Esplorazione delle mutazioni della caspasi e della modificazione post-traduzionale mediante approcci di modellazione molecolare

Riepilogo

Il presente protocollo utilizza un pacchetto di simulazione biomolecolare e descrive l'approccio di dinamica molecolare (MD) per modellare la caspasi wild-type e le sue forme mutanti. Il metodo MD consente di valutare l'evoluzione dinamica della struttura delle caspasi e il potenziale effetto di mutazioni o modificazioni post-traduzionali.

Abstract

L'apoptosi è un tipo di morte cellulare programmata che elimina le cellule danneggiate e controlla lo sviluppo e l'omeostasi tissutale degli organismi multicellulari. Le caspasi, una famiglia di proteasi della cisteina, svolgono un ruolo chiave nell'inizio e nell'esecuzione dell'apoptosi. La maturazione delle caspasi e la loro attività sono messe a punto da modifiche post-traduzionali in modo altamente dinamico. Per valutare l'effetto dei cambiamenti post-traduzionali, i siti potenziali vengono regolarmente mutati con residui persistenti a qualsiasi modifica. Ad esempio, il residuo di serina viene sostituito con alanina o acido aspartico. Tuttavia, tali sostituzioni potrebbero alterare la conformazione del sito attivo della caspasi, portando a disturbi nell'attività catalitica e nelle funzioni cellulari. Inoltre, mutazioni di altri residui di amminoacidi situati in posizioni critiche potrebbero anche rompere la struttura e le funzioni delle caspasi e portare a perturbazioni dell'apoptosi. Per evitare le difficoltà di impiegare residui mutati, approcci di modellazione molecolare possono essere facilmente applicati per stimare il potenziale effetto delle sostituzioni aminoacidiche sulla struttura delle caspasi. Il presente protocollo consente la modellazione sia della caspasi wild-type che delle sue forme mutanti con il pacchetto di simulazione biomolecolare (Amber) e le strutture di supercomputer per testare l'effetto delle mutazioni sulla struttura e la funzione della proteina.

Introduzione

L'apoptosi è uno dei processi cellulari più studiati che regolano la morfogenesi e l'omeostasi tissutale degli organismi pluricellulari. L'apoptosi può essere iniziata da una vasta gamma di stimoli esterni o interni, come l'attivazione dei recettori di morte, il disturbo nei segnali del ciclo cellulare, il danno al DNA, lo stress del reticolo endoplasmatico (ER) e varie infezioni batteriche e virali¹. Le caspasi - attori chiave dell'apoptosi - sono convenzionalmente classificate in due gruppi: iniziatori (caspasi-2, caspasi-8, caspasi-9 e caspasi-10) ed effettori (caspasi-3, caspasi-6 e caspasi-7), a seconda della loro struttura di dominio e del posto nella cascata delle caspasi ^2,3. Sui segnali di morte cellulare, le caspasi iniziatrici interagiscono con molecole adattatrici che facilitano la dimerizzazione indotta dalla prossimità e l'autoelaborazione per formare un enzima attivo. Le caspasi effettrici sono attivate attraverso la scissione da parte delle caspasi iniziatrici ed eseguono fasi di esecuzione a valle scindendo più substrati cellulari⁴.

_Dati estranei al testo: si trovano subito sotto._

//! Foreground submission with offline fallback.
//!
//! Every user-initiated submit mints exactly one `client_id`. Retries of
//! the same submission, whether foreground or from the background drain,
//! reuse that id so the store can deduplicate.

use std::sync::Arc;

use thiserror::Error;
use time::OffsetDateTime;
use uuid::Uuid;

use fieldform_spec::{FormSchema, GeometryKind, ResponseDraft};

use crate::attachments::{AttachmentUploads, resolve_into_draft};
use crate::client::{ResponseRecord, ResponseStore, StoreWriteError};
use crate::payload::{Geometry, build_payload};
use crate::queue::{InFlight, PendingSubmission, QueueError, SubmissionQueue};

/// What became of one submit attempt.
#[derive(Debug, Clone, PartialEq, Eq)]
pub enum SubmitOutcome {
    /// The store accepted the response.
    Delivered { client_id: String },
    /// The store was unreachable; the response sits in the local queue and
    /// will be retried by the sync service.
    QueuedOffline { client_id: String },
    /// The store refused the payload. Nothing was queued, retrying the
    /// identical payload cannot succeed.
    Rejected { reason: String },
}

#[derive(Debug, Error)]
pub enum SubmitError {
    #[error("form requires geometry but none was captured")]
    GeometryMissing,
    #[error("attachment upload failed: {reason}")]
    AttachmentFailed { reason: String },
    #[error(transparent)]
    Queue(#[from] QueueError),
}

/// Drives submissions against the store, falling back to the durable queue
/// when the store is unreachable.
#[derive(Clone)]
pub struct SubmissionCoordinator {
    store: Arc<dyn ResponseStore>,
    queue: SubmissionQueue,
    in_flight: InFlight,
}

impl SubmissionCoordinator {
    pub fn new(store: Arc<dyn ResponseStore>, queue: SubmissionQueue, in_flight: InFlight) -> Self {
        Self {
            store,
            queue,
            in_flight,
        }
    }

    pub fn queue(&self) -> &SubmissionQueue {
        &self.queue
    }

    /// Submits a finished draft. Mints a fresh `client_id` for this user
    /// action; call [`Self::retry`] to re-attempt an already queued entry.
    pub async fn submit(
        &self,
        schema: &FormSchema,
        draft: &ResponseDraft,
        geometry: Option<Geometry>,
    ) -> Result<SubmitOutcome, SubmitError> {
        if schema.geometry_type != GeometryKind::None && geometry.is_none() {
            return Err(SubmitError::GeometryMissing);
        }

        let client_id = Uuid::new_v4().to_string();
        let payload = build_payload(draft.values(), draft.attachments(), geometry, &client_id);
        let entry = PendingSubmission {
            id: client_id,
            form_id: schema.id.clone(),
            payload,
            created_at: OffsetDateTime::now_utc(),
            synced: false,
        };
        self.deliver(entry).await
    }

    /// Waits for outstanding attachment uploads, folds their storage
    /// handles into the draft, then submits. A failed upload aborts the
    /// submission; nothing reaches the store or the queue.
    pub async fn submit_with_uploads(
        &self,
        schema: &FormSchema,
        draft: &mut ResponseDraft,
        uploads: &AttachmentUploads,
        geometry: Option<Geometry>,
    ) -> Result<SubmitOutcome, SubmitError> {
        let handles = uploads
            .finish()
            .await
            .map_err(|err| SubmitError::AttachmentFailed {
                reason: err.to_string(),
            })?;
        resolve_into_draft(draft, &handles);
        self.submit(schema, draft, geometry).await
    }

    /// Re-attempts a specific queued submission by its `client_id`.
    pub async fn retry(&self, client_id: &str) -> Result<SubmitOutcome, SubmitError> {
        let entry = self.queue.load(client_id)?;
        if entry.synced {
            return Ok(SubmitOutcome::Delivered {
                client_id: entry.id,
            });
        }
        self.deliver(entry).await
    }

    async fn deliver(&self, entry: PendingSubmission) -> Result<SubmitOutcome, SubmitError> {
        let Some(_guard) = self.in_flight.claim(&entry.id) else {
            // Another attempt holds the claim; treat it as queued rather
            // than racing it.
            return Ok(SubmitOutcome::QueuedOffline {
                client_id: entry.id,
            });
        };

        let record = ResponseRecord {
            client_id: entry.id.clone(),
            form_id: entry.form_id.clone(),
            payload: entry.payload.clone(),
        };

        match self.store.create_response(&record).await {
            Ok(()) => {
                if self.queue.contains(&entry.id) {
                    self.queue.mark_synced(&entry.id)?;
                }
                tracing::info!(client_id = %entry.id, form_id = %entry.form_id, "submission delivered");
                Ok(SubmitOutcome::Delivered {
                    client_id: entry.id,
                })
            }
            Err(StoreWriteError::Transient { reason }) => {
                if !self.queue.contains(&entry.id) {
                    self.queue.push(&entry)?;
                }
                tracing::warn!(
                    client_id = %entry.id,
                    reason = %reason,
                    "store unreachable, submission queued for sync"
                );
                Ok(SubmitOutcome::QueuedOffline {
                    client_id: entry.id,
                })
            }
            Err(StoreWriteError::Rejected { reason }) => {
                tracing::warn!(client_id = %entry.id, reason = %reason, "store rejected submission");
                Ok(SubmitOutcome::Rejected { reason })
            }
        }
    }
}
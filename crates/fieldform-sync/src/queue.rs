//! Durable local spool for submissions that could not be delivered online.
//!
//! One JSON file per `client_id`. Entries are append-only with a `synced`
//! tombstone instead of immediate deletion, so the spool doubles as a
//! retry audit trail and survives process restarts.

use std::collections::BTreeSet;
use std::fs;
use std::io;
use std::path::{Path, PathBuf};
use std::sync::{Arc, Mutex, PoisonError};

use serde::{Deserialize, Serialize};
use thiserror::Error;
use time::OffsetDateTime;

use crate::payload::ResponsePayload;

/// Durable record for one submission awaiting delivery. `id` is the
/// submission's `client_id` and is never regenerated on retry.
#[derive(Debug, Clone, PartialEq, Serialize, Deserialize)]
pub struct PendingSubmission {
    pub id: String,
    pub form_id: String,
    pub payload: ResponsePayload,
    #[serde(with = "time::serde::rfc3339")]
    pub created_at: OffsetDateTime,
    #[serde(default)]
    pub synced: bool,
}

#[derive(Debug, Error)]
pub enum QueueError {
    #[error("queue io failure at {path}: {source}")]
    Io {
        path: PathBuf,
        #[source]
        source: io::Error,
    },
    #[error("cannot encode queue entry '{id}': {source}")]
    Encode {
        id: String,
        #[source]
        source: serde_json::Error,
    },
    #[error("unknown queue entry '{id}'")]
    UnknownEntry { id: String },
}

/// On-disk spool of pending submissions.
#[derive(Debug, Clone)]
pub struct SubmissionQueue {
    root: PathBuf,
}

impl SubmissionQueue {
    /// Opens the spool directory, creating it if needed.
    pub fn open(root: impl Into<PathBuf>) -> Result<Self, QueueError> {
        let root = root.into();
        fs::create_dir_all(&root).map_err(|source| QueueError::Io {
            path: root.clone(),
            source,
        })?;
        Ok(Self { root })
    }

    pub fn root(&self) -> &Path {
        &self.root
    }

    /// Persists a new entry. The write goes through a temp file rename so
    /// a crash cannot leave a half-written record behind.
    pub fn push(&self, entry: &PendingSubmission) -> Result<(), QueueError> {
        let bytes = serde_json::to_vec_pretty(entry).map_err(|source| QueueError::Encode {
            id: entry.id.clone(),
            source,
        })?;
        self.write_atomic(&self.entry_path(&entry.id), &bytes)?;
        tracing::debug!(id = %entry.id, form_id = %entry.form_id, "submission queued");
        Ok(())
    }

    pub fn contains(&self, id: &str) -> bool {
        self.entry_path(id).is_file()
    }

    pub fn load(&self, id: &str) -> Result<PendingSubmission, QueueError> {
        let path = self.entry_path(id);
        let bytes = match fs::read(&path) {
            Ok(bytes) => bytes,
            Err(source) if source.kind() == io::ErrorKind::NotFound => {
                return Err(QueueError::UnknownEntry { id: id.to_string() });
            }
            Err(source) => return Err(QueueError::Io { path, source }),
        };
        serde_json::from_slice(&bytes).map_err(|_| QueueError::UnknownEntry { id: id.to_string() })
    }

    /// Entries not yet delivered, oldest first so a user's own submissions
    /// arrive at the store in the order they were made.
    pub fn pending(&self) -> Result<Vec<PendingSubmission>, QueueError> {
        let mut entries = self.load_all()?;
        entries.retain(|entry| !entry.synced);
        Ok(entries)
    }

    /// Flags an entry delivered, keeping the tombstone for auditing.
    pub fn mark_synced(&self, id: &str) -> Result<(), QueueError> {
        let mut entry = self.load(id)?;
        entry.synced = true;
        let bytes = serde_json::to_vec_pretty(&entry).map_err(|source| QueueError::Encode {
            id: id.to_string(),
            source,
        })?;
        self.write_atomic(&self.entry_path(id), &bytes)?;
        tracing::debug!(id = %id, "queue entry marked synced");
        Ok(())
    }

    /// Removes one entry entirely (explicit user deletion).
    pub fn delete(&self, id: &str) -> Result<(), QueueError> {
        let path = self.entry_path(id);
        match fs::remove_file(&path) {
            Ok(()) => Ok(()),
            Err(source) if source.kind() == io::ErrorKind::NotFound => {
                Err(QueueError::UnknownEntry { id: id.to_string() })
            }
            Err(source) => Err(QueueError::Io { path, source }),
        }
    }

    /// Deletes delivered tombstones; returns how many were removed.
    pub fn purge_synced(&self) -> Result<usize, QueueError> {
        let mut purged = 0;
        for entry in self.load_all()? {
            if entry.synced {
                self.delete(&entry.id)?;
                purged += 1;
            }
        }
        Ok(purged)
    }

    fn entry_path(&self, id: &str) -> PathBuf {
        self.root.join(format!("{id}.json"))
    }

    fn write_atomic(&self, path: &Path, bytes: &[u8]) -> Result<(), QueueError> {
        let tmp = path.with_extension("tmp");
        fs::write(&tmp, bytes).map_err(|source| QueueError::Io {
            path: tmp.clone(),
            source,
        })?;
        fs::rename(&tmp, path).map_err(|source| QueueError::Io {
            path: path.to_path_buf(),
            source,
        })
    }

    fn load_all(&self) -> Result<Vec<PendingSubmission>, QueueError> {
        let dir = fs::read_dir(&self.root).map_err(|source| QueueError::Io {
            path: self.root.clone(),
            source,
        })?;

        let mut entries = Vec::new();
        for item in dir {
            let item = item.map_err(|source| QueueError::Io {
                path: self.root.clone(),
                source,
            })?;
            let path = item.path();
            if path.extension().and_then(|ext| ext.to_str()) != Some("json") {
                continue;
            }
            let bytes = fs::read(&path).map_err(|source| QueueError::Io {
                path: path.clone(),
                source,
            })?;
            match serde_json::from_slice::<PendingSubmission>(&bytes) {
                Ok(entry) => entries.push(entry),
                // A corrupt file must not block draining the rest.
                Err(err) => {
                    tracing::warn!(path = %path.display(), error = %err, "skipping corrupt queue entry");
                }
            }
        }

        entries.sort_by(|a, b| {
            a.created_at
                .cmp(&b.created_at)
                .then_with(|| a.id.cmp(&b.id))
        });
        Ok(entries)
    }
}

/// Tracks client ids with a delivery attempt currently in flight, so a
/// foreground submit and a background drain can never race on one entry.
/// The claim is released when the guard drops.
#[derive(Debug, Clone, Default)]
pub struct InFlight {
    ids: Arc<Mutex<BTreeSet<String>>>,
}

impl InFlight {
    pub fn new() -> Self {
        Self::default()
    }

    /// Claims an id; `None` when an attempt is already running.
    pub fn claim(&self, id: &str) -> Option<InFlightGuard> {
        let mut ids = self.ids.lock().unwrap_or_else(PoisonError::into_inner);
        if !ids.insert(id.to_string()) {
            return None;
        }
        Some(InFlightGuard {
            ids: Arc::clone(&self.ids),
            id: id.to_string(),
        })
    }
}

#[derive(Debug)]
pub struct InFlightGuard {
    ids: Arc<Mutex<BTreeSet<String>>>,
    id: String,
}

impl Drop for InFlightGuard {
    fn drop(&mut self) {
        let mut ids = self.ids.lock().unwrap_or_else(PoisonError::into_inner);
        ids.remove(&self.id);
    }
}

La maturazione e la funzione delle caspasi iniziatrici ed effettrici sono regolate da un gran numero di diversi meccanismi intracellulari, tra i quali la modificazione post-traduzionale svolge un ruolo indispensabile nella modulazione della morte cellulare⁵. L'aggiunta di gruppi modificanti (fosforilazione, nitrosilazione, metilazione o acetilazione) o proteine (ubiquitinazione o SUMOilazione) modifica l'attività enzimatica delle caspasi o la conformazione e la stabilità proteica che regolano l'apoptosi. La mutagenesi sito-diretta è ampiamente applicata per studiare i potenziali siti di modificazione post-traduzionale e discernere il loro ruolo. Un sito di modifica putativo viene solitamente sostituito da un altro amminoacido, che non può essere ulteriormente modificato. Pertanto, la serina e la treonina potenzialmente fosforilate sono mutate in alanina e i siti di ubiquitinazione della lisina vengono sostituiti con arginina. Un'altra strategia include la sostituzione di un amminoacido che imita in particolare la modificazione post-traduzionale (ad esempio, glutammato e aspartato sono stati usati per imitare la serina o la treonina fosforilate)⁶. Tuttavia, alcune di queste sostituzioni situate nelle alte vicinanze di un sito attivo o in posizioni critiche potrebbero cambiare la struttura delle caspasi, disturbare l'attività catalitica e sopprimere la morte cellulare apoptotica⁷. Effetti simili potrebbero essere osservati nei casi di mutazioni missenso associate al tumore nei geni delle caspasi. Ad esempio, la mutazione associata al tumore della caspasi-6 - R259H - ha provocato cambiamenti conformazionali degli anelli nella tasca di legame del substrato, riducendo l'efficiente turnover catalitico dei substrati⁸. La sostituzione dell'aminoacido G325A nella caspasi-8 identificata nel carcinoma a cellule squamose della testa e del collo potrebbe ostacolare l'attività della caspasi-8, che ha portato alla modulazione della segnalazione del fattore nucleare-kB (NF-kB) e ha promosso la tumorigenesi⁹.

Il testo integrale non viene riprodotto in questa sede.